Exercise prompt>
Your task is to gather the lines below that hold the string "BatchManager".
▽
//! Public façade: create / query / cancel / statistics / report / retry /
//! save-config, wiring the store, pool, registry, and config store together.

use std::path::{Path, PathBuf};
use std::sync::Arc;
use std::time::Duration;

use chrono::Utc;
use pdfbatch_core::{
    BatchError, BatchResult, ConfigEntry, ConfigStore, JobId, JobRecord, JobSnapshot, JobStatus,
    OperationParams, OperationRegistry,
};
use tokio::sync::watch;
use tracing::{info, warn};

use crate::executor::{self, ExecutorConfig, ProgressCallback};
use crate::janitor;
use crate::pool::{WorkerPool, DEFAULT_WORKER_COUNT};
use crate::report::{self, JobReport, JobStatistics};
use crate::store::JobStore;

/// Construction-time configuration for a [`BatchManager`].
#[derive(Clone)]
pub struct EngineConfig {
    /// Number of worker tasks in the pool. Default 4.
    pub worker_count: usize,
    /// If true, a job aborts on its first failing file instead of
    /// continuing through the remainder. Default false.
    pub stop_on_error: bool,
    /// Root directory `ConfigStore` persists presets under.
    pub temp_dir: PathBuf,
    /// Advisory maximum input file size; not enforced by the core itself
    /// (the embedder's handlers are expected to honor it).
    pub max_file_size_bytes: u64,
    /// How often the janitor sweeps for evictable jobs. Default 1 hour.
    pub janitor_interval: Duration,
    /// How old a terminal job must be before the janitor evicts it.
    /// Default 24 hours.
    pub janitor_max_age: Duration,
    /// How long `shutdown` waits for in-flight work before detaching it.
    pub shutdown_grace: Duration,
    /// Invoked after each file's outcome is recorded; see
    /// [`executor::ProgressCallback`].
    pub progress_callback: Option<ProgressCallback>,
}

impl Default for EngineConfig {
    fn default() -> Self {
        EngineConfig {
            worker_count: DEFAULT_WORKER_COUNT,
            stop_on_error: false,
            temp_dir: std::env::temp_dir(),
            max_file_size_bytes: 100 * 1024 * 1024,
            janitor_interval: Duration::from_secs(60 * 60),
            janitor_max_age: Duration::from_secs(24 * 60 * 60),
            shutdown_grace: Duration::from_secs(30),
            progress_callback: None,
        }
    }
}

/// The batch job orchestration engine's public entry point.
pub struct BatchManager {
    store: Arc<JobStore>,
    registry: Arc<OperationRegistry>,
    pool: WorkerPool,
    config_store: ConfigStore,
    executor_config: ExecutorConfig,
    janitor_shutdown: watch::Sender<bool>,
    janitor_handle: tokio::task::JoinHandle<()>,
    shutdown_grace: Duration,
}

impl BatchManager {
    /// Builds a new manager. Must be called from inside a Tokio runtime: it
    /// spawns the janitor's background task immediately.
    pub fn new(config: EngineConfig, registry: OperationRegistry) -> std::io::Result<Self> {
        let store = Arc::new(JobStore::new());
        let config_store = ConfigStore::new(&config.temp_dir)?;
        let pool = WorkerPool::new(config.worker_count);

        let (janitor_shutdown, shutdown_rx) = watch::channel(false);
        let janitor_handle = tokio::spawn(janitor::run(
            Arc::clone(&store),
            config.janitor_interval,
            config.janitor_max_age,
            shutdown_rx,
        ));

        Ok(BatchManager {
            store,
            registry: Arc::new(registry),
            pool,
            config_store,
            executor_config: ExecutorConfig {
                stop_on_error: config.stop_on_error,
                progress_callback: config.progress_callback,
            },
            janitor_shutdown,
            janitor_handle,
            shutdown_grace: config.shutdown_grace,
        })
    }

    /// Validates and creates a new job, submitting it to the worker pool.
    /// Files that do not exist or are not regular files are dropped with a
    /// warning; the job fails with `invalid-input` only if none remain.
    ///
    /// Uses the manager's configured default progress callback, if any. Use
    /// [`BatchManager::create_with_progress`] to register a callback for
    /// this job specifically.
    pub async fn create(
        &self,
        operation: impl Into<String>,
        files: Vec<PathBuf>,
        params: OperationParams,
    ) -> BatchResult<JobSnapshot> {
        self.create_with_progress(operation, files, params, None).await
    }

    /// Like [`BatchManager::create`], but `progress_callback` (when given)
    /// is invoked for this job instead of the manager's default, matching
    /// the per-job `progress_callback` this job's record carries.
    pub async fn create_with_progress(
        &self,
        operation: impl Into<String>,
        files: Vec<PathBuf>,
        params: OperationParams,
        progress_callback: Option<ProgressCallback>,
    ) -> BatchResult<JobSnapshot> {
        let operation = operation.into();
        if operation.is_empty() {
            return Err(BatchError::InvalidInput("operation name must not be empty".into()));
        }
        if !self.registry.contains(&operation) {
            return Err(BatchError::InvalidInput(format!("unknown operation '{operation}'")));
        }
        if files.is_empty() {
            return Err(BatchError::InvalidInput("files list must not be empty".into()));
        }

        let mut accepted = Vec::with_capacity(files.len());
        for file in files {
            if is_regular_file(&file) {
                accepted.push(file);
            } else {
                warn!(file = %file.display(), "dropping input file: does not exist or is not a regular file");
            }
        }
        if accepted.is_empty() {
            return Err(BatchError::InvalidInput(
                "no valid files remained after filtering".into(),
            ));
        }

        let record = JobRecord::new(operation.clone(), accepted, params);
        let id = record.id;
        let snapshot = record.snapshot();
        self.store.insert(record);

        let store = Arc::clone(&self.store);
        let registry = Arc::clone(&self.registry);
        let executor_config = ExecutorConfig {
            stop_on_error: self.executor_config.stop_on_error,
            progress_callback: progress_callback.or_else(|| self.executor_config.progress_callback.clone()),
        };
        self.pool
            .submit(Box::pin(executor::run_job(store, registry, executor_config, id)))
            .await
            .map_err(BatchError::system)?;

        info!(job_id = %id, operation = %operation, "job submitted");
        Ok(snapshot)
    }

    /// Returns a snapshot of `id`'s current state.
    pub fn status(&self, id: JobId) -> BatchResult<JobSnapshot> {
        self.store.get_snapshot(id)
    }

    /// Requests cancellation. Returns `false` if `id` is unknown or the job
    /// is already terminal; `true` otherwise. A pending job transitions to
    /// `cancelled` immediately; a running job's transition happens
    /// cooperatively, in the executor, at the next file boundary.
    pub fn cancel(&self, id: JobId) -> bool {
        self.store
            .mutate(id, |record| {
                if record.status.is_terminal() {
                    return false;
                }
                record.request_cancel();
                if record.status == JobStatus::Pending {
                    record.status = JobStatus::Cancelled;
                    record.completed_at = Some(Utc::now());
                }
                true
            })
            .unwrap_or(false)
    }

    /// Computes derived statistics for `id`.
    pub fn statistics(&self, id: JobId) -> BatchResult<JobStatistics> {
        self.store.peek(id, report::statistics)
    }

    /// Builds the full structured report for `id`.
    pub fn report(&self, id: JobId) -> BatchResult<JobReport> {
        self.store.peek(id, report::report)
    }

    /// Persists `id`'s operation and params under `name` for later reuse.
    pub fn save_config(&self, id: JobId, name: impl Into<String>) -> BatchResult<bool> {
        let (operation, parameters) = self.store.peek(id, |record| {
            (record.operation.clone(), record.params.clone())
        })?;
        let entry = ConfigEntry {
            name: name.into(),
            operation,
            parameters,
            created_at: Utc::now(),
            source_job_id: id,
        };
        self.config_store.save(&entry)?;
        Ok(true)
    }

    /// Loads a previously saved configuration by name.
    pub fn load_config(&self, name: &str) -> BatchResult<ConfigEntry> {
        self.config_store.load(name)
    }

    /// Resubmits the subset of `id`'s input files whose outcome failed, as
    /// a new job with the same operation and params. Fails with
    /// `invalid-state` if `id` is not `completed`, or `invalid-input` if no
    /// file in it failed.
    pub async fn retry_failed(&self, id: JobId) -> BatchResult<JobSnapshot> {
        let record = self.store.peek(id, Clone::clone)?;
        if record.status != JobStatus::Completed {
            return Err(BatchError::InvalidState(format!(
                "job {id} is not completed, cannot retry"
            )));
        }

        let failed_files: Vec<PathBuf> = record
            .files
            .iter()
            .zip(record.results.iter())
            .filter(|(_, outcome)| !outcome.success)
            .map(|(file, _)| file.clone())
            .collect();
        if failed_files.is_empty() {
            return Err(BatchError::InvalidInput(format!(
                "job {id} has no failed files to retry"
            )));
        }

        self.create(record.operation, failed_files, record.params).await
    }

    /// Sets the cancel signal on every non-terminal job, stops accepting new
    /// submissions, waits out the configured grace period for in-flight
    /// work, and stops the janitor. Best-effort: resources are released
    /// even on failure paths.
    pub async fn shutdown(self) {
        for id in self.store.list_ids() {
            let _ = self.store.mutate(id, |record| {
                if !record.status.is_terminal() {
                    record.request_cancel();
                }
            });
        }

        let _ = self.janitor_shutdown.send(true);
        let _ = tokio::time::timeout(self.shutdown_grace, self.janitor_handle).await;
        self.pool.shutdown(self.shutdown_grace).await;
        info!("batch manager shut down");
    }
}

fn is_regular_file(path: &Path) -> bool {
    path.is_file()
}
△
Answer section>
/// Construction-time configuration for a [`BatchManager`].
pub struct BatchManager {
impl BatchManager {
        Ok(BatchManager {
    /// [`BatchManager::create_with_progress`] to register a callback for
    /// Like [`BatchManager::create`], but `progress_callback` (when given)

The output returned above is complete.